The Coney Island Polar Bear Club is the oldest winter bathing organization in the United States, whose members regularly take polar bear plunges in the winters. The club was founded by famed health advocate Bernarr McFadden in 1903.

The club began using the event to raise funds for Special Olympics starting in 2005, and Camp Sunshine in 2007. In 2018, the club decided to support local groups and charities and began partnering with the Alliance for Coney Island to raise funds for local nonprofit organizations.

Members swim in the Atlantic Ocean at Coney Island, New York, United States every Sunday from November through April. Every New Year's Day, the club is joined by participants from around the country, who partake in an annual swim. The 2005 event had 300 participants and 6000 onlookers. The Chief Polar Bear blows a conch shell to gather the swimmers before they run into the water.

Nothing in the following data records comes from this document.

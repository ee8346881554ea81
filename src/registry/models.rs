//! Registry document types.
//!
//! The registry is a single JSON document:
//!
//! ```json
//! {
//!   "subagents": [{"name": "code-reviewer", "description": "...", "content": "---\n..."}],
//!   "commands":  [{"name": "commit", "file": "commands/commit.md"}],
//!   "mcpServers": [{
//!     "name": "postgres",
//!     "sources": {"docker": "mcp/postgres"},
//!     "installationMethods": [{"type": "docker", "recommended": true}]
//!   }]
//! }
//! ```
//!
//! Unknown fields are ignored so newer registries keep working.

use serde::{Deserialize, Serialize};
use serde_json::Value;

use crate::core::BwcError;
use crate::mcp::models::Transport;

/// The whole registry.
#[derive(Debug, Clone, Default, Serialize, Deserialize)]
pub struct Registry {
    /// Subagents
    #[serde(default)]
    pub subagents: Vec<ResourceEntry>,
    /// Slash commands
    #[serde(default)]
    pub commands: Vec<ResourceEntry>,
    /// MCP servers
    #[serde(rename = "mcpServers", default)]
    pub mcp_servers: Vec<McpServerDescriptor>,
}

/// A markdown resource (subagent or command).
#[derive(Debug, Clone, Default, Serialize, Deserialize)]
pub struct ResourceEntry {
    /// Name, also the installed file stem
    pub name: String,
    /// Short description
    #[serde(default)]
    pub description: String,
    /// Category
    #[serde(default, skip_serializing_if = "Option::is_none")]
    pub category: Option<String>,
    /// Inline markdown
    #[serde(default, skip_serializing_if = "Option::is_none")]
    pub content: Option<String>,
    /// Path relative to the registry URL
    #[serde(default, skip_serializing_if = "Option::is_none")]
    pub file: Option<String>,
}

/// Where a server's artifacts live.
#[derive(Debug, Clone, Default, Serialize, Deserialize)]
pub struct McpSources {
    /// Docker image reference
    #[serde(default, skip_serializing_if = "Option::is_none")]
    pub docker: Option<String>,
    /// npm package name
    #[serde(default, skip_serializing_if = "Option::is_none")]
    pub npm: Option<String>,
}

/// Kinds of installation method a registry entry can declare.
#[derive(Debug, Clone, Copy, PartialEq, Eq, Hash, Serialize, Deserialize)]
#[serde(rename_all = "kebab-case")]
pub enum MethodType {
    /// Docker MCP Toolkit
    Docker,
    /// npm / npx
    Npm,
    /// Operator follows written steps
    Manual,
    /// Let BWC pick among the other methods
    Bwc,
    /// A `claude mcp add` template
    ClaudeCli,
    /// Anything newer than this release understands
    #[serde(other)]
    Unknown,
}

impl MethodType {
    /// Name as written in the registry and accepted by `--source`.
    #[must_use]
    pub const fn as_str(self) -> &'static str {
        match self {
            Self::Docker => "docker",
            Self::Npm => "npm",
            Self::Manual => "manual",
            Self::Bwc => "bwc",
            Self::ClaudeCli => "claude-cli",
            Self::Unknown => "unknown",
        }
    }

    /// Whether this method installs something itself.
    #[must_use]
    pub const fn is_concrete(self) -> bool {
        matches!(self, Self::Docker | Self::Npm | Self::Manual)
    }
}

impl std::fmt::Display for MethodType {
    fn fmt(&self, f: &mut std::fmt::Formatter<'_>) -> std::fmt::Result {
        f.write_str(self.as_str())
    }
}

impl std::str::FromStr for MethodType {
    type Err = anyhow::Error;

    fn from_str(s: &str) -> Result<Self, Self::Err> {
        match s {
            "docker" => Ok(Self::Docker),
            "npm" => Ok(Self::Npm),
            "manual" => Ok(Self::Manual),
            "bwc" => Ok(Self::Bwc),
            other => Err(anyhow::anyhow!("Invalid source '{other}'. Must be one of: docker, npm, manual, bwc")),
        }
    }
}

/// One way of installing a server.
#[derive(Debug, Clone, PartialEq, Serialize, Deserialize)]
#[serde(rename_all = "camelCase")]
pub struct InstallationMethod {
    /// Method kind
    #[serde(rename = "type")]
    pub method_type: MethodType,
    /// Shell command (template for `claude-cli`, install command for npm)
    #[serde(default, skip_serializing_if = "Option::is_none")]
    pub command: Option<String>,
    /// Example client configuration, as a JSON string or object
    #[serde(default, skip_serializing_if = "Option::is_none")]
    pub config_example: Option<Value>,
    /// Manual steps
    #[serde(default, skip_serializing_if = "Vec::is_empty")]
    pub steps: Vec<String>,
    /// Prerequisites
    #[serde(default, skip_serializing_if = "Vec::is_empty")]
    pub requirements: Vec<String>,
    /// Preferred by the registry
    #[serde(default)]
    pub recommended: bool,
}

impl InstallationMethod {
    /// The config example as text, whichever form the registry used.
    #[must_use]
    pub fn config_example_text(&self) -> Option<String> {
        match self.config_example.as_ref()? {
            Value::Null => None,
            Value::String(s) => Some(s.clone()),
            other => serde_json::to_string(other).ok(),
        }
    }
}

/// A server offered by the registry.
#[derive(Debug, Clone, Serialize, Deserialize)]
#[serde(rename_all = "camelCase")]
pub struct McpServerDescriptor {
    /// Name
    pub name: String,
    /// Short description
    #[serde(default)]
    pub description: String,
    /// Category
    #[serde(default, skip_serializing_if = "Option::is_none")]
    pub category: Option<String>,
    /// Declared transport (`stdio`, `sse`, `http`)
    #[serde(default, skip_serializing_if = "Option::is_none")]
    pub transport: Option<String>,
    /// Endpoint for remote servers
    #[serde(default, skip_serializing_if = "Option::is_none")]
    pub url: Option<String>,
    /// Name in the provider's catalog, when different
    #[serde(default, skip_serializing_if = "Option::is_none")]
    pub registry_name: Option<String>,
    /// Artifact locations
    #[serde(default)]
    pub sources: McpSources,
    /// Installation methods
    #[serde(default)]
    pub installation_methods: Vec<InstallationMethod>,
}

impl McpServerDescriptor {
    /// A descriptor with only a name; used when installing from flags alone.
    #[must_use]
    pub fn named(name: &str) -> Self {
        Self {
            name: name.to_string(),
            description: String::new(),
            category: None,
            transport: None,
            url: None,
            registry_name: None,
            sources: McpSources::default(),
            installation_methods: Vec::new(),
        }
    }

    /// Declared transport, if it is one BWC understands.
    #[must_use]
    pub fn transport(&self) -> Option<Transport> {
        self.transport.as_deref().and_then(|t| t.parse().ok())
    }

    /// First method of the given kind.
    #[must_use]
    pub fn method(&self, kind: MethodType) -> Option<&InstallationMethod> {
        self.installation_methods.iter().find(|m| m.method_type == kind)
    }

    /// The `claude mcp add` template, if declared.
    #[must_use]
    pub fn claude_cli_template(&self) -> Option<&str> {
        self.method(MethodType::ClaudeCli).and_then(|m| m.command.as_deref())
    }

    /// First config example found on any method, preferring `preferred`.
    #[must_use]
    pub fn config_example(&self, preferred: MethodType) -> Option<String> {
        self.method(preferred)
            .and_then(InstallationMethod::config_example_text)
            .or_else(|| self.installation_methods.iter().find_map(InstallationMethod::config_example_text))
    }
}

/// Closest names to `name` among `candidates`, best first.
#[must_use]
pub fn suggest_names<'a>(name: &str, candidates: impl Iterator<Item = &'a str>) -> Vec<String> {
    let needle = name.to_lowercase();
    let mut scored: Vec<(f64, &str)> = candidates
        .map(|c| {
            let lower = c.to_lowercase();
            let mut score = strsim::jaro_winkler(&needle, &lower);
            if lower.contains(&needle) || needle.contains(&lower) {
                score = score.max(0.9);
            }
            (score, c)
        })
        .filter(|(score, _)| *score >= 0.8)
        .collect();
    scored.sort_by(|a, b| b.0.total_cmp(&a.0));
    scored.into_iter().take(3).map(|(_, c)| c.to_string()).collect()
}

impl Registry {
    /// Looks up an MCP server, suggesting near misses.
    pub fn find_mcp_server(&self, name: &str) -> Result<&McpServerDescriptor, BwcError> {
        self.mcp_servers.iter().find(|s| s.name == name).ok_or_else(|| BwcError::ServerNotFound {
            name: name.to_string(),
            suggestions: suggest_names(name, self.mcp_servers.iter().map(|s| s.name.as_str())),
        })
    }

    /// Looks up a subagent.
    pub fn find_subagent(&self, name: &str) -> Result<&ResourceEntry, BwcError> {
        self.subagents.iter().find(|s| s.name == name).ok_or_else(|| BwcError::ResourceNotFound {
            resource_type: "Subagent".to_string(),
            name: name.to_string(),
        })
    }

    /// Looks up a command.
    pub fn find_command(&self, name: &str) -> Result<&ResourceEntry, BwcError> {
        self.commands.iter().find(|s| s.name == name).ok_or_else(|| BwcError::ResourceNotFound {
            resource_type: "Command".to_string(),
            name: name.to_string(),
        })
    }
}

The club was mentioned in popular culture. It is mentioned on the season three episode of Seinfeld, "The Pez Dispenser". In the episode Kramer informs Jerry that he has joined the club, claiming it to be 'invigorating'. It was also publicized on The Daily Show with Jon Stewart, in a taped segment by Dan Bakkedahl about the effects of global warming on the club in faux-nature documentary style.

Famous biker and bike-builder Indian Larry once said that the only club he was part of was the Coney Island Polar Bear Club, and he even had the club name and logo tattooed on his arm.